[Stored data entries]
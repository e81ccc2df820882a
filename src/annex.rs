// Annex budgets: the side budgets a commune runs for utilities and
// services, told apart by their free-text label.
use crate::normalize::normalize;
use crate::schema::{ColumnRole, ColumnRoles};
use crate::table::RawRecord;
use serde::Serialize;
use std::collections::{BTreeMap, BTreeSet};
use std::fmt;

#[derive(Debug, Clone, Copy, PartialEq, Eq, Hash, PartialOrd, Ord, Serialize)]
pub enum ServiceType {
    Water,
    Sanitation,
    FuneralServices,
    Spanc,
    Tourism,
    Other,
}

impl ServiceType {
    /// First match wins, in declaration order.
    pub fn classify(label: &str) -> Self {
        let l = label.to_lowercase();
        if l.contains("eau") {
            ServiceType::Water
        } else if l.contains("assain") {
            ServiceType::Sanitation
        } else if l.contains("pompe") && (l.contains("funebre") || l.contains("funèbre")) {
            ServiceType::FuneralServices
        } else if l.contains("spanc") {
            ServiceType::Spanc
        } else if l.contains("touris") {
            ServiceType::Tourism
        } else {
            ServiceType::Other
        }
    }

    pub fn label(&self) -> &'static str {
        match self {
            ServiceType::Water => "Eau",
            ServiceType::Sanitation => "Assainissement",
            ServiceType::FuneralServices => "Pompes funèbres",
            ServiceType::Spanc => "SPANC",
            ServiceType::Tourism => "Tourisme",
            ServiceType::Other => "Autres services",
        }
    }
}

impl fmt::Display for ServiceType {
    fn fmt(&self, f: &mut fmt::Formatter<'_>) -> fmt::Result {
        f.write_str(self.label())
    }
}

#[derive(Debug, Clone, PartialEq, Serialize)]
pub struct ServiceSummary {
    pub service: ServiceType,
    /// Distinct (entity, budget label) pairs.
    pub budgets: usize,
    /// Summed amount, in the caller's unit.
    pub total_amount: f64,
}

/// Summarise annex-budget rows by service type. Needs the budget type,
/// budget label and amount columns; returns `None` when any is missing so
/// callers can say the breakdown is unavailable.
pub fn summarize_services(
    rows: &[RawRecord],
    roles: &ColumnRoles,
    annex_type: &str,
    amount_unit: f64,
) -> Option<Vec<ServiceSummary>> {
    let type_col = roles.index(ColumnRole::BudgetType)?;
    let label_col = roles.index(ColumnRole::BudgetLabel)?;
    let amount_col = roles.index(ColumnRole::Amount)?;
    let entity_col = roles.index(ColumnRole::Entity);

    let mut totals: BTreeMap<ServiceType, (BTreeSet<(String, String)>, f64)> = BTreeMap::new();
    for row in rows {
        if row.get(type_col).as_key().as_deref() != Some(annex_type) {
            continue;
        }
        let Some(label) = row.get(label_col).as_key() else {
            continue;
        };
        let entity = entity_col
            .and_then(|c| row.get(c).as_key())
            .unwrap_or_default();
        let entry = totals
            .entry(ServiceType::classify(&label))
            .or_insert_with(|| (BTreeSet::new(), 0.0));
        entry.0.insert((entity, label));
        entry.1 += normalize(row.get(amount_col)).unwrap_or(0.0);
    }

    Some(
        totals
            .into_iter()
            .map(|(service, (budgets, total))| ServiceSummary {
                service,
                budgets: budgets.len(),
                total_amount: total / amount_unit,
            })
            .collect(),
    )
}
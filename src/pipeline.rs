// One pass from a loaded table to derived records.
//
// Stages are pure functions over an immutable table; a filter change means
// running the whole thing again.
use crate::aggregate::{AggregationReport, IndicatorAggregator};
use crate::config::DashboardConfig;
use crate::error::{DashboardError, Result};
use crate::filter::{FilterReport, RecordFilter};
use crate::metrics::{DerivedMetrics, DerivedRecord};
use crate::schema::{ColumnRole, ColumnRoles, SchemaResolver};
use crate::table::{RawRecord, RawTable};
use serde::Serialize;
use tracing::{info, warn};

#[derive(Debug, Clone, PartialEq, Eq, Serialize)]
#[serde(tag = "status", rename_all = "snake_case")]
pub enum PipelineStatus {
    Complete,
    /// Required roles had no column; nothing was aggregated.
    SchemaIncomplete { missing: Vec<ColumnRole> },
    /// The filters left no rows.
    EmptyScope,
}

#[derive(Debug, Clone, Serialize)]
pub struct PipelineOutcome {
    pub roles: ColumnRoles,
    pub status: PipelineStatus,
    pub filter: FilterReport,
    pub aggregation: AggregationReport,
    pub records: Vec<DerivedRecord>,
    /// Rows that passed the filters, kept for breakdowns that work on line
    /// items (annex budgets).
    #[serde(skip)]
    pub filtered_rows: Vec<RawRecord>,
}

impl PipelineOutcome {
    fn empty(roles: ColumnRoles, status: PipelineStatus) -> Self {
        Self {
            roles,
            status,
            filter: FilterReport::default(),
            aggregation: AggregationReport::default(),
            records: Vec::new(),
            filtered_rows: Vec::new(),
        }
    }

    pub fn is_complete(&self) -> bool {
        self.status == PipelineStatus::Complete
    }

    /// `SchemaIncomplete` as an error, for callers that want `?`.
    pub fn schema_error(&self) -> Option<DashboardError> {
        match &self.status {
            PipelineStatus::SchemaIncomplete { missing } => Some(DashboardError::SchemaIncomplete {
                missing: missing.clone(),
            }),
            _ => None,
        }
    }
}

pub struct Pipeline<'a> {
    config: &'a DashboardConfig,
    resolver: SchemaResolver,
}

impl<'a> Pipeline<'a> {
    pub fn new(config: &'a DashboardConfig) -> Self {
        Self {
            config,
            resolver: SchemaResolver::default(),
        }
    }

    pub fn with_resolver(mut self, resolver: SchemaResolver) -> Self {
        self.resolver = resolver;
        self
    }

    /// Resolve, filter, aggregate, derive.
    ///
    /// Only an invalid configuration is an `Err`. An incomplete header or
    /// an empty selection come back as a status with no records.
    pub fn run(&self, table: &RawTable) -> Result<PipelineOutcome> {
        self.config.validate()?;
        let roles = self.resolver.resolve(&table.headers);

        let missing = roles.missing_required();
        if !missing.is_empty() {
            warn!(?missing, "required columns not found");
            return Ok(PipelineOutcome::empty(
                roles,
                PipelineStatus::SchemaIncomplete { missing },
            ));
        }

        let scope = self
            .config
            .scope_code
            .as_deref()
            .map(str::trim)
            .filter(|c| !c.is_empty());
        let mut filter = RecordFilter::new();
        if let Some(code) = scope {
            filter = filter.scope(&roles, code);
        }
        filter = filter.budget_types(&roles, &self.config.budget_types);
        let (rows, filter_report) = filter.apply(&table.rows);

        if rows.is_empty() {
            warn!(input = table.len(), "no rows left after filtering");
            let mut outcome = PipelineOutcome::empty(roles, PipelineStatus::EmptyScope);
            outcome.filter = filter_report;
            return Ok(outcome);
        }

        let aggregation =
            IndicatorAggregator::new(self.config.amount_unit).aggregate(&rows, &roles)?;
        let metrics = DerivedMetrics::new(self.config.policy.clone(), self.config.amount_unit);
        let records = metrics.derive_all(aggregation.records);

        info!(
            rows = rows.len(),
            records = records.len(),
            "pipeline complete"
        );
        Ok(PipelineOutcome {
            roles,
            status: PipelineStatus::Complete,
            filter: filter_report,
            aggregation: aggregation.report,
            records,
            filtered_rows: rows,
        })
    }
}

**Assigned task**
Each line above that carries the string "metrics" has to be returned.

**Answer section**
use crate::metrics::{DerivedMetrics, DerivedRecord};
        let metrics = DerivedMetrics::new(self.config.policy.clone(), self.config.amount_unit);
        let records = metrics.derive_all(aggregation.records);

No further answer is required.